Despite the horrible onslaught, the insurgents strike back. In Srodmiescie, the Poles succeeded in capturing strategically important areas: the Postal Railway Station and Aleje Jerozolimskie (near Zelazna Street), the Dom Turystyczny hostel on Starynkiewicz Square and the German police station "Nordwache" at the juncture of Chlodna and Zelazna Streets. In southern Srodmiescie, the Poles also captured a considerable part of the Institute of Technology. Polish positions in the southern part Mokotow are strengthened. Polish fighting in Praga however has stopped due in insurmountable German fire power. The Commander of the Praga District Lt. Co.
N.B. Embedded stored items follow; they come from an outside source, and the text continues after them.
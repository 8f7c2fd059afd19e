//! Binary record-store file format.
//!
//! ```text
//! ┌──────────────────────────────────────┐
//! │ HEADER (64 bytes, fixed)             │
//! │  magic: [u8; 8] = b"INBXRUL\0"       │
//! │  version: u32                        │
//! │  flags: u32                          │
//! │  record_count: u64                   │
//! │  payload_sha256: [u8; 32]            │
//! │  (padding to 64 bytes)               │
//! ├──────────────────────────────────────┤
//! │ PAYLOAD (variable)                   │
//! │  bincode-serialized Vec<EmailRecord> │
//! └──────────────────────────────────────┘
//! ```

use sha2::{Digest, Sha256};

/// Magic bytes identifying a record store.
pub const MAGIC: &[u8; 8] = b"INBXRUL\0";

/// Current store format version.
pub const VERSION: u32 = 1;

/// Fixed header size in bytes.
pub const HEADER_SIZE: usize = 64;

/// Serializable store header.
#[derive(Debug, serde::Serialize, serde::Deserialize)]
pub struct StoreHeader {
    /// Magic bytes (must equal [`MAGIC`]).
    pub magic: [u8; 8],
    /// Format version (must equal [`VERSION`]).
    pub version: u32,
    /// Reserved flags (currently unused).
    pub flags: u32,
    /// Number of records in the payload.
    pub record_count: u64,
    /// SHA-256 of the payload bytes.
    pub payload_sha256: [u8; 32],
}

impl StoreHeader {
    /// Header describing `payload`.
    pub fn for_payload(payload: &[u8], record_count: u64) -> Self {
        Self {
            magic: *MAGIC,
            version: VERSION,
            flags: 0,
            record_count,
            payload_sha256: payload_hash(payload),
        }
    }

    /// Validate that the header is well-formed and matches the current format.
    pub fn validate(&self) -> std::result::Result<(), String> {
        if self.magic != *MAGIC {
            return Err("Invalid magic bytes".into());
        }
        if self.version != VERSION {
            return Err(format!(
                "Incompatible version: expected {VERSION}, found {}",
                self.version
            ));
        }
        Ok(())
    }

    /// Check the payload against the recorded hash.
    pub fn verify_payload(&self, payload: &[u8]) -> std::result::Result<(), String> {
        if payload_hash(payload) != self.payload_sha256 {
            return Err("Payload checksum mismatch".into());
        }
        Ok(())
    }
}

fn payload_hash(payload: &[u8]) -> [u8; 32] {
    Sha256::digest(payload).into()
}
//! Core data model: the message record the rule engine evaluates.

pub mod record;

pub use record::EmailRecord;
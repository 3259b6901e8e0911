//! Game clock and tap-to-move core.
//!
//! [`GameSession`] ties a rules engine to the selection machine, the clock
//! and the move history. [`spawn_session`] runs one as a tokio actor with a
//! cancellable [`Ticker`] driving the clock.

pub mod actor;
pub mod clock;
pub mod commands;
pub mod events;
pub mod game_session;
pub mod handle;
pub mod history;
pub mod outcome;
pub mod selection;
pub mod snapshot;
pub mod ticker;
pub mod time_control;

use std::time::Duration;

use chess::RulesEngine;
use tokio::sync::{broadcast, mpsc};

pub use clock::{format_clock, ChessClock, ClockError, ClockState, LOW_TIME_THRESHOLD_MS};
pub use commands::SessionError;
pub use events::SessionEvent;
pub use game_session::GameSession;
pub use handle::SessionHandle;
pub use history::{MoveHistory, MovePair, MoveRecord};
pub use outcome::{DrawReason, GameOutcome};
pub use selection::{CompletedMove, Selection, TapOutcome, AUTO_PROMOTION};
pub use snapshot::{ClockSnapshot, MoveView, SessionSnapshot};
pub use ticker::Ticker;
pub use time_control::{IncrementMode, Preset, TimeControl, TimeControlError};

/// Tick period when none is configured.
pub const DEFAULT_TICK_PERIOD: Duration = Duration::from_millis(1000);

/// Spawn an actor task owning `session`. Must be called inside a tokio
/// runtime.
pub fn spawn_session<R>(session: GameSession<R>, tick_period: Duration) -> SessionHandle
where
    R: RulesEngine + Send + 'static,
{
    let (cmd_tx, cmd_rx) = mpsc::channel(32);
    let (event_tx, _) = broadcast::channel(100);

    let handle = SessionHandle::new(session.session_id().to_string(), cmd_tx);
    let ticker = Ticker::new(tick_period);
    tokio::spawn(actor::run_session_actor(session, ticker, cmd_rx, event_tx));

    tracing::info!(session_id = %handle.id(), "Session spawned");
    handle
}
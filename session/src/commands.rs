use cozy_chess::Square;
use tokio::sync::{broadcast, oneshot};

use crate::clock::ClockError;
use crate::events::SessionEvent;
use crate::selection::TapOutcome;
use crate::snapshot::SessionSnapshot;
use crate::time_control::TimeControl;

#[derive(Debug, Clone, PartialEq, Eq, thiserror::Error)]
pub enum SessionError {
    #[error("Invalid FEN: {0}")]
    InvalidFen(String),
    #[error("Game is not ongoing")]
    GameNotOngoing,
    #[error("Nothing to undo")]
    NothingToUndo,
    #[error("Undo is only possible from the latest move")]
    NotAtLatestMove,
    #[error("Pause the clock to browse moves")]
    ClockRunning,
    #[error("No position at ply {0}")]
    InvalidPly(usize),
    #[error("This board has no clock")]
    NoClock,
    #[error(transparent)]
    Clock(#[from] ClockError),
    #[error("Internal error: {0}")]
    Internal(String),
}

/// Commands sent to the session actor. Each embeds a oneshot for the reply.
pub enum SessionCommand {
    Tap {
        square: Square,
        reply: oneshot::Sender<TapOutcome>,
    },
    Start {
        reply: oneshot::Sender<Result<(), SessionError>>,
    },
    TogglePause {
        reply: oneshot::Sender<Result<bool, SessionError>>,
    },
    NewGame {
        control: Option<TimeControl>,
        reply: oneshot::Sender<SessionSnapshot>,
    },
    ImportFen {
        fen: String,
        reply: oneshot::Sender<Result<SessionSnapshot, SessionError>>,
    },
    ExportFen {
        reply: oneshot::Sender<String>,
    },
    Undo {
        reply: oneshot::Sender<Result<SessionSnapshot, SessionError>>,
    },
    GoToPly {
        ply: usize,
        reply: oneshot::Sender<Result<SessionSnapshot, SessionError>>,
    },
    GetSnapshot {
        reply: oneshot::Sender<SessionSnapshot>,
    },
    Subscribe {
        reply: oneshot::Sender<(SessionSnapshot, broadcast::Receiver<SessionEvent>)>,
    },
    Shutdown,
}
Antoni Zurawski "Bober" has redeployed his troops to underground work.

Germans strike hard from Poniatowski Bridge towards the Main Railway Station. By evening the Luftwaffe launch the first bombing raids of Warsaw beginning with Wola.

PKWN Manifesto of July 22, 1944
At 9:30 pm this evening, Polish Prime Minister Stanislaw Mikolajczyk met with Marshal Stalin in an effort to make arrangements for Mikolajczyk to travel to Warsaw and begin preparations for the establishment of a new Polish government there. Mikolajczyk added that he expected Warsaw to be free very soon to which Stalin replied, “Pray God!”   But the Soviet leader refused his request on the grounds that the Soviet Union has broken off diplomatic relations with Poland and does not recognize the legitimacy of the Polish Government in Exile. Furthermore Stalin explained that the Soviet government is already assisting the Polish Committee of National Liberation, or PKWN (also known as the Lublin Committee) with which diplomatic relations have already been established. The Lublin Committee was officially proclaimed in July 21, 1944 under the direction of the Soviet State National Council. On July 22, the Committee published a Manifesto announcing radical governmental reforms, the Soviet commitment to fight against Nazi Germany, nationalization of industries, and rejection of the Polish Government in Exile in London.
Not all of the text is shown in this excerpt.